• _WHAT THIS TASK INVOLVES_
Set down the line containing "pub fn transposed(&self)" and every line that follows it in the listing below, exactly as written and with nothing added.

• _DATA UNDER STUDY_
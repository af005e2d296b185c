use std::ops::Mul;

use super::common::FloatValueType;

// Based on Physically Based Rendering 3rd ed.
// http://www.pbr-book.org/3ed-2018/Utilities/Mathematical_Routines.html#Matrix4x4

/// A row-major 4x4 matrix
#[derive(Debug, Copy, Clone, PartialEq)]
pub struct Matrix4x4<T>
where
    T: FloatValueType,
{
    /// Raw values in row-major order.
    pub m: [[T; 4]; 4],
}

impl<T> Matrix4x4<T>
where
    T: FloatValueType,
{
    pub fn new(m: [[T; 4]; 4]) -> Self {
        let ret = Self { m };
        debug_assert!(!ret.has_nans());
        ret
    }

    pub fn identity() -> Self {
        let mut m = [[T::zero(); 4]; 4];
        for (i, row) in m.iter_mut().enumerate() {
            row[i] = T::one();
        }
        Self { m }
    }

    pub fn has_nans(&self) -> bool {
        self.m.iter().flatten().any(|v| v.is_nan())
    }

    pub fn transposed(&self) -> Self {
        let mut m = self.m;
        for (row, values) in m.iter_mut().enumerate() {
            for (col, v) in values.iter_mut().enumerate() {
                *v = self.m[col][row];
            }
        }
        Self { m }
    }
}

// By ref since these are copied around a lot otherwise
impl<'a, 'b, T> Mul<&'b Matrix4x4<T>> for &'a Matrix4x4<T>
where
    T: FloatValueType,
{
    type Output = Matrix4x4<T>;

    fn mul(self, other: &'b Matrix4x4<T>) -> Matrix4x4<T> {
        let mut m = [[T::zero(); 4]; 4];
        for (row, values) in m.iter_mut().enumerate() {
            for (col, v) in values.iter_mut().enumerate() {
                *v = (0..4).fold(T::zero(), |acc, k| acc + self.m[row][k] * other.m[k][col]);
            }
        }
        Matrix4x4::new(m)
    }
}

• _REPLY TO THE TASK_
    pub fn transposed(&self) -> Self {
        let mut m = self.m;
        for (row, values) in m.iter_mut().enumerate() {
            for (col, v) in values.iter_mut().enumerate() {
                *v = self.m[col][row];
            }
        }
        Self { m }
    }
}

// By ref since these are copied around a lot otherwise
impl<'a, 'b, T> Mul<&'b Matrix4x4<T>> for &'a Matrix4x4<T>
where
    T: FloatValueType,
{
    type Output = Matrix4x4<T>;

    fn mul(self, other: &'b Matrix4x4<T>) -> Matrix4x4<T> {
        let mut m = [[T::zero(); 4]; 4];
        for (row, values) in m.iter_mut().enumerate() {
            for (col, v) in values.iter_mut().enumerate() {
                *v = (0..4).fold(T::zero(), |acc, k| acc + self.m[row][k] * other.m[k][col]);
            }
        }
        Matrix4x4::new(m)
    }
}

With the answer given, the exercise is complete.